Pubblicato da Sperling & Kupfer, il libro di Edsel racconta la sfida di un piccolo gruppo di americani, storici, critici d’arte, expertise arruolatisi con lo scopo di salvare i tesori universali trafugati dai nazisti. Come lo stesso Edsel ricorda ai ragazzi, nel suo video messaggio, galeotto per la scoperta dei Monuments Men – a cui si deve il coraggio di aver salvato la Madonna di Bruges di Michelangelo, la Dama con l’Ermellino di Leonardo da Vinci solo per citarne alcuni – fu un soggiorno a Firenze, alla fine degli anni ’90.

«Edsel – racconta l’editore italiano – ha creato la Monuments Men Foundation for the Preservation of the Art, che è stata insignita nel 2007 della National Humanities Medal».
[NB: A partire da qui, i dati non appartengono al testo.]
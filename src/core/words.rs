//! Word source - turns a text file into lowercase tokens
//!
//! A token is a maximal run of ASCII letters and digits. Everything else,
//! underscore included, separates tokens.

use once_cell::sync::Lazy;
use regex::Regex;
use std::path::Path;

use crate::core::error::Result;
use crate::core::file_reader::{read_text, EncodingStrategy};
use crate::core::stop_words::StopWords;

pub static WORD_RE: Lazy<Regex> =
    Lazy::new(|| Regex::new(r"[A-Za-z0-9]+").expect("Invalid WORD_RE regex"));

/// Split text into lowercase tokens, in order of appearance
pub fn tokenize(text: &str) -> Vec<String> {
    WORD_RE
        .find_iter(text)
        .map(|m| m.as_str().to_ascii_lowercase())
        .collect()
}

/// Read a file and tokenize it
pub fn read_words(path: &Path) -> Result<Vec<String>> {
    let text = read_text(path, EncodingStrategy::Lossy)?;
    Ok(tokenize(&text))
}

/// Token filter applied after tokenizing
#[derive(Debug, Clone, Copy, PartialEq, Eq)]
pub struct WordFilter {
    /// Tokens shorter than this are dropped
    pub min_len: usize,
}

impl Default for WordFilter {
    fn default() -> Self {
        Self { min_len: 1 }
    }
}

impl WordFilter {
    /// Drop single-character tokens as well as stop words
    pub fn skip_single_chars() -> Self {
        Self { min_len: 2 }
    }

    pub fn keep(&self, word: &str, stop_words: &StopWords) -> bool {
        word.len() >= self.min_len && !stop_words.contains(word)
    }

    /// Keep only the tokens that pass the filter, preserving order
    pub fn apply(&self, words: Vec<String>, stop_words: &StopWords) -> Vec<String> {
        words
            .into_iter()
            .filter(|w| self.keep(w, stop_words))
            .collect()
    }
}

#[cfg(test)]
mod tests {
    use super::*;

    /// Count maximal runs of word characters without the regex
    fn count_runs(text: &str) -> usize {
        let mut runs = 0;
        let mut in_word = false;
        for c in text.chars() {
            let word_char = c.is_ascii_alphanumeric();
            if word_char && !in_word {
                runs += 1;
            }
            in_word = word_char;
        }
        runs
    }

    #[test]
    fn test_tokenize_basic() {
        assert_eq!(
            tokenize("The cat sat. THE CAT RAN."),
            vec!["the", "cat", "sat", "the", "cat", "ran"]
        );
    }

    #[test]
    fn test_tokenize_underscore_is_separator() {
        assert_eq!(tokenize("snake_case_word"), vec!["snake", "case", "word"]);
    }

    #[test]
    fn test_tokenize_keeps_digits() {
        assert_eq!(tokenize("chapter 12, page3"), vec!["chapter", "12", "page3"]);
    }

    #[test]
    fn test_tokenize_non_ascii_separates() {
        assert_eq!(tokenize("café au lait"), vec!["caf", "au", "lait"]);
    }

    #[test]
    fn test_tokenize_empty_and_separators_only() {
        assert!(tokenize("").is_empty());
        assert!(tokenize("  --- ,,, __ ").is_empty());
    }

    #[test]
    fn test_token_count_matches_word_runs() {
        let samples = [
            "",
            "one",
            "  leading and trailing  ",
            "a_b-c.d!e",
            "It's a truth universally acknowledged...\nthat a single man",
            "über 42 ça_va\t\tmerci",
        ];
        for text in samples {
            assert_eq!(tokenize(text).len(), count_runs(text), "text: {text:?}");
        }
    }

    #[test]
    fn test_filter_min_len() {
        let stop = StopWords::from_list(&[]);
        let words = tokenize("I am a big cat");
        let kept = WordFilter::skip_single_chars().apply(words, &stop);
        assert_eq!(kept, vec!["am", "big", "cat"]);
    }

    #[test]
    fn test_filter_is_idempotent() {
        let stop = StopWords::from_list(&["the", "and"]);
        let filter = WordFilter::default();
        let words = tokenize("the cat and the hat and a bat");
        let once = filter.apply(words, &stop);
        let twice = filter.apply(once.clone(), &stop);
        assert_eq!(once, twice);
        assert_eq!(once, vec!["cat", "hat", "bat"]);
    }

    #[test]
    fn test_read_words_from_file() {
        let temp = tempfile::tempdir().unwrap();
        let path = temp.path().join("input.txt");
        std::fs::write(&path, "Hello, World!\nhello again").unwrap();

        let words = read_words(&path).unwrap();
        assert_eq!(words, vec!["hello", "world", "hello", "again"]);
    }
}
A dare notizia del riconoscimento da parte di Edsel alla scuola è stata Lella Mazzoli, direttore del Dipartimento di Scienze della comunicazione dell’ateneo urbinate e ideatrice del Festival.

Il video messaggio integrale inviato da New York ai ragazzi è visibile nel nostro video.

Alla professoressa Merli e ai ragazzi che hanno primeggiato sugli altri cinque licei della provincia concorrenti, chiediamo un commento. «Per vincere questa sfida i ragazzi hanno letto 400 pagine in una settimana, fissato i contenuti in modo logico, sfruttando le loro conoscenze pregresse. Spesso capita che i ragazzi, perlopiù iscritti al classico, nel confrontarsi con i coetanei di tecnici e professionali, lamentino di non saper fare nulla. Saper studiare è invece una competenza importante nell’era della conoscenza».

Riguardo all’insegnamento tratto, i ragazzi sono sempre i migliori: «Sì vale la pena sacrificare delle vite per tutelare il patrimonio artistico – osserva Elisa Gnucci –: con cosa ci rigeneriamo o ci solleviamo dai momenti di crisi se non abbiamo radici da cui attingere energia?».

E poi Riccardo Rebucci: «Elisa ha ragione. Un anno fa sono stato a Norcia, affascinato dalla bellezza. Quando, ho visto le foto della Cattedrale di Santa Maria Argentea dopo il terremoto, ho pianto».

Gli studenti del Liceo "Raffaello" di Urbino

Nella foto sopra, i ragazzi vincitori: Giuseppe Giannotti; Elisa Gnucci; Marianna Marcolini, Damiano Toderi; Laura Sisti; Gaia Fabbri; Riccardo Rebucci; Rebecca Arturo; Laura Cappuccini; Rachele Galvani.